Through the window of The Glen they could see her father sitting at the drawing-room fire. He must have got the idea of sitting in that room after seeing them there yesterday. She told Foxy the story.

‘Let’s get the key,’ he said.

She went through the kitchen and took it from the rack in the hall. Together, with candles, they walked through the gate lodge, a blameless place that didn’t know what had happened there.

He raised her face towards him and looked into her eyes.

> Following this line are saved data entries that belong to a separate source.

use crate::raster::TIME_SCALE;

/// Monotonic frame counter with a Running/Stopped flag.
///
/// The clock owns only the counter. Cadence lives with the host loop: each
/// scheduling slot the host calls [`AnimationClock::tick`], which increments
/// the frame by exactly 1 while Running and does nothing while Stopped.
/// Stopping never resets the counter; resuming continues where it left off.
/// Teardown is dropping the host loop — there is no registered callback to
/// cancel.
#[derive(Clone, Copy, Debug)]
pub struct AnimationClock {
    frame: u64,
    running: bool,
    time_scale: f64,
}

impl AnimationClock {
    /// New clock at frame 0, Running.
    pub fn new() -> Self {
        Self {
            frame: 0,
            running: true,
            time_scale: TIME_SCALE,
        }
    }

    /// New clock at frame 0, Stopped.
    pub fn stopped() -> Self {
        Self {
            running: false,
            ..Self::new()
        }
    }

    pub fn with_time_scale(mut self, time_scale: f64) -> Self {
        self.time_scale = time_scale;
        self
    }

    /// Advance one scheduling slot. Increments the frame iff Running.
    pub fn tick(&mut self) {
        if self.running {
            self.frame += 1;
        }
    }

    /// The sole Running <-> Stopped transition.
    pub fn set_running(&mut self, running: bool) {
        self.running = running;
    }

    #[inline]
    pub fn is_running(&self) -> bool {
        self.running
    }

    #[inline]
    pub fn frame(&self) -> u64 {
        self.frame
    }

    /// Field time for [`render_at`]: `frame * time_scale`.
    ///
    /// [`render_at`]: crate::raster::render_at
    #[inline]
    pub fn time(&self) -> f64 {
        self.frame as f64 * self.time_scale
    }
}

impl Default for AnimationClock {
    fn default() -> Self {
        Self::new()
    }
}
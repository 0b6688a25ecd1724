use glyphfield_core::pointer::perturb;
use glyphfield_core::{render, Palette, PalettePreset, Pattern, PatternParams, PointerState};

#[test]
fn engaged_pointer_changes_the_frame() {
    let params = PatternParams {
        width: 20,
        height: 10,
        density: 1.0,
        ..PatternParams::default()
    };
    let palette = Palette::from(PalettePreset::Ascii);

    // frame 11 -> t = 0.55, sin(3t) ~ 0.997: near-maximal pulse.
    let plain = render(Pattern::Ripples, 11, &params, &palette, None).unwrap();
    let engaged = render(
        Pattern::Ripples,
        11,
        &params,
        &palette,
        Some(PointerState::new(10.0, 5.0, true)),
    )
    .unwrap();

    assert_ne!(plain.as_str(), engaged.as_str());
}

#[test]
fn disengaged_pointer_renders_like_no_pointer() {
    let params = PatternParams::default();
    let palette = Palette::from(PalettePreset::Blocks);

    let none = render(Pattern::Spiral, 30, &params, &palette, None).unwrap();
    let idle = render(
        Pattern::Spiral,
        30,
        &params,
        &palette,
        Some(PointerState::new(5.0, 5.0, false)),
    )
    .unwrap();

    assert_eq!(none.as_str(), idle.as_str());
}

#[test]
fn perturbation_is_strongest_at_the_pointer_cell() {
    let ptr = PointerState::new(7.0, 3.0, true);
    let t = 0.55;
    let at_pointer = (perturb(0.0, 7.0, 3.0, ptr, t)).abs();
    for (x, y) in [(8.0, 3.0), (7.0, 6.0), (0.0, 0.0)] {
        let elsewhere = (perturb(0.0, x, y, ptr, t)).abs();
        assert!(at_pointer >= elsewhere);
    }
    // Coincident cell: decay factor is exactly exp(0) = 1.
    assert_eq!(at_pointer, (0.5 * (t * 3.0).sin()).abs());
}
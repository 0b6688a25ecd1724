pub mod export;
pub mod list;
pub mod play;
pub mod render;

use clap::Args;
use glyphfield_core::{Palette, PalettePreset, Pattern, PatternParams, PointerState};

/// Scene configuration shared by the render/play/export commands. This is
/// the "parameter record" the core expects from its shell.
#[derive(Args)]
pub struct SceneArgs {
    /// Pattern name (see `list`)
    #[arg(long, default_value = "waves")]
    pub pattern: String,

    /// Spatial frequency
    #[arg(long, default_value_t = 0.2)]
    pub scale: f64,

    /// Temporal frequency
    #[arg(long, default_value_t = 5.0)]
    pub speed: f64,

    /// Grid columns
    #[arg(long, default_value_t = 60)]
    pub width: u32,

    /// Grid rows
    #[arg(long, default_value_t = 30)]
    pub height: u32,

    /// Palette distribution exponent knob
    #[arg(long, default_value_t = 0.3)]
    pub density: f64,

    /// Palette preset name (see `list`)
    #[arg(long, default_value = "blocks")]
    pub preset: String,

    /// Custom palette characters; overrides --preset
    #[arg(long)]
    pub chars: Option<String>,

    /// Engaged pointer x in grid coordinates (requires --pointer-y)
    #[arg(long, requires = "pointer_y")]
    pub pointer_x: Option<f64>,

    /// Engaged pointer y in grid coordinates (requires --pointer-x)
    #[arg(long, requires = "pointer_x")]
    pub pointer_y: Option<f64>,
}

impl SceneArgs {
    pub fn build(&self) -> anyhow::Result<(Pattern, PatternParams, Palette)> {
        let pattern: Pattern = self.pattern.parse()?;

        let palette = match self.chars.as_deref() {
            Some(chars) => Palette::new(chars)?,
            None => Palette::from(self.preset.parse::<PalettePreset>()?),
        };

        let params = PatternParams {
            scale: self.scale,
            speed: self.speed,
            width: self.width,
            height: self.height,
            density: self.density,
        };

        Ok((pattern, params, palette))
    }

    pub fn pointer(&self) -> Option<PointerState> {
        match (self.pointer_x, self.pointer_y) {
            (Some(x), Some(y)) => Some(PointerState::new(x, y, true)),
            _ => None,
        }
    }
}
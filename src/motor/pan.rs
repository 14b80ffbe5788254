// Dome pan actuator: aux intent -> signed percent on the pan controller

use serialport::SerialPort;
use std::io::{Read, Write};
use std::thread::sleep;
use std::time::Duration;
use tracing::{info, warn};

use super::error::{MotorError, Result};
use super::sabertooth::Sabertooth;
use crate::config::PanConfig;
use crate::control::{ChannelGate, Intent};
use crate::dispatch::{Actuator, Opener};

const NAME: &str = "pan";

/// Startup sweep: (percent, hold)
const SWEEP: [(i8, Duration); 3] = [
    (50, Duration::from_millis(200)),
    (-50, Duration::from_millis(200)),
    (0, Duration::ZERO),
];

pub struct PanDrive<P: Read + Write> {
    bus: Option<Sabertooth<P>>,
    opener: Opener<P>,
    gate: ChannelGate,
    config: PanConfig,
}

impl PanDrive<Box<dyn SerialPort>> {
    pub fn connect(config: &PanConfig) -> Result<Self> {
        let port = config.port.clone();
        let baud_rate = config.baud_rate;
        let timeout = config.timeout();
        let opener: Opener<Box<dyn SerialPort>> = Box::new(move || -> Result<Box<dyn SerialPort>> {
            info!("Opening pan controller on {}", port);
            Ok(serialport::new(&port, baud_rate).timeout(timeout).open()?)
        });
        Self::with_opener(opener, config)
    }
}

impl<P: Read + Write + Send + 'static> PanDrive<P> {
    pub fn with_opener(mut opener: Opener<P>, config: &PanConfig) -> Result<Self> {
        let port = opener()?;
        let mut pan = Self {
            bus: Some(Sabertooth::new(port, config.address, config.motor)),
            opener,
            gate: ChannelGate::new(0, config.min_step as i32),
            config: config.clone(),
        };
        pan.bus()?.stop()?;
        Ok(pan)
    }

    fn bus(&mut self) -> Result<&mut Sabertooth<P>> {
        self.bus.as_mut().ok_or(MotorError::Disconnected(NAME))
    }

    /// Target percent for an aux intent
    pub fn target(&self, aux: f32) -> i8 {
        (aux.clamp(-1.0, 1.0) * self.config.max_percent as f32).round() as i8
    }

    /// Write the aux intent if it moved past the hysteresis band
    pub fn pan(&mut self, aux: f32) -> Result<Option<i8>> {
        let at_rest = aux.abs() <= self.config.stop_threshold;
        let target = self.target(aux);
        let Some(value) = self.gate.plan(target as i32, at_rest) else {
            return Ok(None);
        };

        self.bus()?.drive(value as i8)?;
        self.gate.commit(value);
        Ok(Some(value as i8))
    }

    /// Blocking wiggle so the operator can see the dome is alive
    pub fn sweep(&mut self) -> Result<()> {
        info!("Pan startup sweep");
        for (percent, hold) in SWEEP {
            self.bus()?.drive(percent)?;
            sleep(hold);
        }
        self.gate.reset();
        Ok(())
    }

    pub fn last_sent(&self) -> i8 {
        self.gate.last() as i8
    }
}

impl<P: Read + Write + Send + 'static> Actuator for PanDrive<P> {
    fn name(&self) -> &'static str {
        NAME
    }

    fn apply(&mut self, intent: &Intent) -> Result<()> {
        self.pan(intent.aux).map(|_| ())
    }

    fn stop(&mut self) -> Result<()> {
        info!("Stopping pan");
        self.bus()?.stop()?;
        self.gate.commit(0);
        Ok(())
    }

    fn disconnect(&mut self) {
        self.bus = None;
        self.gate.reset();
    }

    fn reconnect(&mut self) -> Result<()> {
        let port = (self.opener)()?;
        let mut bus = Sabertooth::new(port, self.config.address, self.config.motor);
        bus.stop()?;
        self.bus = Some(bus);
        self.gate.reset();
        Ok(())
    }
}

impl<P: Read + Write> Drop for PanDrive<P> {
    fn drop(&mut self) {
        if self.gate.last() == 0 {
            return;
        }
        if let Some(bus) = self.bus.as_mut() {
            if let Err(e) = bus.stop() {
                warn!("Failed to stop pan on drop: {}", e);
            }
        }
    }
}

#[cfg(test)]
mod tests {
    use super::*;
    use crate::motor::mock::MockPort;
    use crate::motor::sabertooth::drive_packet;

    fn pan() -> (PanDrive<MockPort>, MockPort) {
        let port = MockPort::new();
        let handle = port.clone();
        let pan = PanDrive::with_opener(
            Box::new(move || Ok::<_, MotorError>(handle.clone())),
            &PanConfig::default(),
        )
        .unwrap();
        assert_eq!(port.take_written(), drive_packet(128, 1, 0).to_vec());
        (pan, port)
    }

    #[test]
    fn test_aux_scaled_to_max_percent() {
        let (mut pan, port) = pan();
        assert_eq!(pan.pan(1.0).unwrap(), Some(40));
        assert_eq!(pan.pan(-0.5).unwrap(), Some(-20));
        assert_eq!(
            port.take_written(),
            [drive_packet(128, 1, 40), drive_packet(128, 1, -20)].concat()
        );
    }

    #[test]
    fn test_repeat_and_rest() {
        let (mut pan, port) = pan();
        pan.pan(0.5).unwrap();
        assert_eq!(pan.pan(0.5).unwrap(), None);
        // 0.52 * 40 = 20.8 -> 21, inside the 1 step band
        assert_eq!(pan.pan(0.52).unwrap(), None);

        assert_eq!(pan.pan(0.01).unwrap(), Some(0));
        assert_eq!(pan.pan(0.0).unwrap(), None);
        assert_eq!(pan.last_sent(), 0);
        assert_eq!(port.take_written().len(), 8);
    }

    #[test]
    fn test_sweep_ends_stopped() {
        let (mut pan, port) = pan();
        pan.sweep().unwrap();
        assert_eq!(
            port.take_written(),
            [
                drive_packet(128, 1, 50),
                drive_packet(128, 1, -50),
                drive_packet(128, 1, 0)
            ]
            .concat()
        );
        assert_eq!(pan.last_sent(), 0);
    }
}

‘Your hair is like a halo again. You’re doing it to drive me mad,’ he said.

‘Don’t you see all the problems, all the terrible problems?’

‘I see nothing that won’t be solved by a load of concrete on where that rockery stands now,’ Foxy Dunne said.

A STONE HOUSE AND A BIG TREE

The decision to close the school was known in 1969; National Schools all over Ireland were giving way to Community Schools in the towns. But still it was a shock to see the building advertised for sale in the summer of 1970.

FOR SALE
Traditional stone schoolhouse. Built 1899. School accommodation comprises three large classrooms, toilet facilities and outer hall. Accompanying cottage: two bedrooms, one livingroom/ kitchen with Stanley range.
For sale by Public Auction June 24th if not disposed of by Private Treaty.
Auctioneers: O’Neill and Blake.

Nessa and Niall Hayes read it over breakfast.